Applications need to send data. Sometimes the data is small—in some cases, a single byte. In other cases, for instance, with a file transfer, the data might be millions of bytes.
Each different type of data link protocol typically has a limit on the maximum transmission unit (MTU) that can be sent. MTU refers to the size of the "data," according to the data link layer—in other words, the size of the Layer 3 packet that sits inside the data field of a frame. For many data link protocols, Ethernet included, the MTU is 1500 bytes.
TCP handles the fact that an application might give it millions of bytes to send by segmenting the data into smaller pieces, called segments. Because an IP packet can often be no more than 1500 bytes, and because IP and TCP headers are 20 bytes each, TCP typically segments large data into 1460 byte (or smaller) segments.
The TCP receiver performs re-ssembly when it receives the segments. To reassemble the data, TCP must recover lost segments, as was previously covered. However, the TCP receiver must also reorder segments that arrive out of sequence. Because IP routing can choose to balance traffic across multiple links, the actual segments may be delivered out of order. So, the TCP
receiver also must perform ordered data transfer by reassembling the data into the original order. The process is not hard to imagine: If segments arrive with the sequence numbers 1000, 3000, and 2000, each with 1000 bytes of data, the receiver can reorder them and no retransmissions are required.

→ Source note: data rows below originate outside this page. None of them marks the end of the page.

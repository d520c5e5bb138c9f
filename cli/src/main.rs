//! GHMS audit ledger command-line tool.
//!
//! Appends, ingests, verifies, and exports entries of the configured ledger.
//!
//! Usage:
//!   ghms-audit --config audit.toml log --action LOGIN --actor 17 --ip 10.0.0.4
//!   ghms-audit ingest --token demo-token-123 --file events.json
//!   ghms-audit verify --start 1 --end 40
//!   ghms-audit export
//!   ghms-audit show --start 10 --end 12
//!   ghms-audit seed

use std::fs;
use std::path::PathBuf;

use clap::{Parser, Subcommand};
use serde_json::Value;
use tracing::debug;
use tracing_subscriber::EnvFilter;

use ghms_audit::AuditService;
use ghms_config::AuditConfig;
use ghms_contracts::{
    error::{AuditError, AuditResult},
    request::LogRequest,
};
use ghms_ref_hospital::{mock_data::DAAS_AGENT_TOKEN, seed_demo_day};

// ── CLI definition ────────────────────────────────────────────────────────────

/// Tamper-evident audit ledger for the GHMS hospital system.
#[derive(Parser)]
#[command(
    name = "ghms-audit",
    about = "GHMS tamper-evident audit ledger",
    long_about = "Appends to, verifies, and exports the hash-chained GHMS audit ledger.\n\
                  Settings come from the TOML file given with --config, then from\n\
                  AUDIT_LEDGER_PATH, SIEM_EXPORT_PATH and AUDIT_TRUSTED_TOKENS."
)]
struct Cli {
    /// Path to a TOML configuration file.
    #[arg(long, global = true)]
    config: Option<PathBuf>,

    #[command(subcommand)]
    command: Command,
}

#[derive(clap::Args)]
struct Range {
    /// First sequence id (default: 1).
    #[arg(long)]
    start: Option<u64>,
    /// Last sequence id (default: the ledger tail).
    #[arg(long)]
    end: Option<u64>,
}

#[derive(Subcommand)]
enum Command {
    /// Append one entry.
    Log {
        #[arg(long)]
        action: String,
        #[arg(long)]
        actor: Option<String>,
        #[arg(long)]
        object_type: Option<String>,
        #[arg(long)]
        object_id: Option<String>,
        #[arg(long)]
        ip: Option<String>,
        /// Metadata as key=value; values that parse as JSON are kept typed.
        #[arg(long, value_parser = parse_extra)]
        extra: Vec<(String, Value)>,
    },
    /// Ingest raw JSON events (one object or an array) from a trusted agent.
    Ingest {
        #[arg(long)]
        token: String,
        #[arg(long)]
        file: PathBuf,
    },
    /// Verify the chain over a window; exits non-zero on tampering.
    Verify {
        #[command(flatten)]
        range: Range,
    },
    /// Print a paginated report of a window.
    Export {
        #[command(flatten)]
        range: Range,
    },
    /// Print entries of a window as JSON lines.
    Show {
        #[command(flatten)]
        range: Range,
    },
    /// Record a simulated hospital day through the reference workflows.
    Seed,
}

// ── Entry point ───────────────────────────────────────────────────────────────

fn main() {
    // Set RUST_LOG=debug for verbose output.
    tracing_subscriber::fmt()
        .with_env_filter(
            EnvFilter::try_from_default_env().unwrap_or_else(|_| EnvFilter::new("warn")),
        )
        .with_target(false)
        .compact()
        .init();

    let cli = Cli::parse();

    match run(cli) {
        Ok(true) => {}
        Ok(false) => std::process::exit(2),
        Err(e) => {
            eprintln!("ghms-audit: {}", e);
            std::process::exit(1);
        }
    }
}

/// Returns `Ok(false)` when the command completed but found tampering.
fn run(cli: Cli) -> AuditResult<bool> {
    let mut config = load_config(cli.config)?;

    // The reference agent submits through token-checked ingestion.
    if matches!(cli.command, Command::Seed) && !config.is_trusted_token(DAAS_AGENT_TOKEN) {
        config.ingest.trusted_tokens.push(DAAS_AGENT_TOKEN.to_string());
    }

    let service = AuditService::from_config(config)?;

    match cli.command {
        Command::Log {
            action,
            actor,
            object_type,
            object_id,
            ip,
            extra,
        } => {
            let request = LogRequest {
                action,
                actor_id: actor,
                object_type,
                object_id,
                ip_address: ip,
                extra: extra.into_iter().collect(),
            };
            let entry = service.log(request)?;
            println!("{}", to_json(&entry)?);
        }
        Command::Ingest { token, file } => {
            let raw = fs::read_to_string(&file).map_err(|e| AuditError::InvalidEvent {
                reason: format!("cannot read '{}': {}", file.display(), e),
            })?;
            let value: Value = serde_json::from_str(&raw).map_err(|e| AuditError::InvalidEvent {
                reason: format!("'{}' is not JSON: {}", file.display(), e),
            })?;
            let entries = match value {
                Value::Array(events) => service.ingest_batch(&token, &events)?,
                single => vec![service.ingest(&token, &single)?],
            };
            println!("ingested {} event(s)", entries.len());
        }
        Command::Verify { range } => {
            let report = match (range.start, range.end) {
                (None, None) => service.verify_all()?,
                (start, end) => {
                    let (start, end) = resolve(&service, start, end)?;
                    service.verify_chain(start, end)?
                }
            };
            println!("{}", to_json(&report)?);
            return Ok(report.verified);
        }
        Command::Export { range } => {
            let (start, end) = resolve(&service, range.start, range.end)?;
            print!("{}", service.export(start, end)?);
        }
        Command::Show { range } => {
            let (start, end) = resolve(&service, range.start, range.end)?;
            for entry in service.entries(start, end)? {
                println!("{}", to_json(&entry)?);
            }
        }
        Command::Seed => {
            let entries = seed_demo_day(&service)?;
            let report = service.verify_all()?;
            println!(
                "seeded {} entries; ledger now holds {} and verified={}",
                entries.len(),
                report.count,
                report.verified
            );
            return Ok(report.verified);
        }
    }

    Ok(true)
}

// ── Helpers ───────────────────────────────────────────────────────────────────

fn load_config(path: Option<PathBuf>) -> AuditResult<AuditConfig> {
    let config = match path {
        Some(path) => AuditConfig::from_file(&path)?,
        None => AuditConfig::default(),
    };
    let config = config.apply_env()?;
    debug!(ledger = %config.ledger.path.display(), "configuration loaded");
    Ok(config)
}

/// Fill an open-ended window from the ledger tail.
fn resolve(service: &AuditService, start: Option<u64>, end: Option<u64>) -> AuditResult<(u64, u64)> {
    let end = match end {
        Some(end) => end,
        None => service
            .ledger()
            .last_entry()?
            .map_or(0, |tail| tail.sequence_id),
    };
    Ok((start.unwrap_or(1), end))
}

fn parse_extra(raw: &str) -> Result<(String, Value), String> {
    let (key, value) = raw
        .split_once('=')
        .ok_or_else(|| format!("expected key=value, got '{}'", raw))?;
    let value = serde_json::from_str(value).unwrap_or_else(|_| Value::String(value.to_string()));
    Ok((key.trim().to_string(), value))
}

fn to_json<T: serde::Serialize>(value: &T) -> AuditResult<String> {
    serde_json::to_string(value).map_err(|e| AuditError::Serialization {
        reason: e.to_string(),
    })
}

You should also be aware of some terminology related to TCP segmentation. The TCP header, along with the data field, together are called a TCP segment. This term is similar to a data link frame and an IP packet, in that the terms refer to the headers and trailers for the respective layers, plus the encapsulated data. The term L4PDU also can be used instead of the term TCP segment because TCP is a Layer 4 protocol.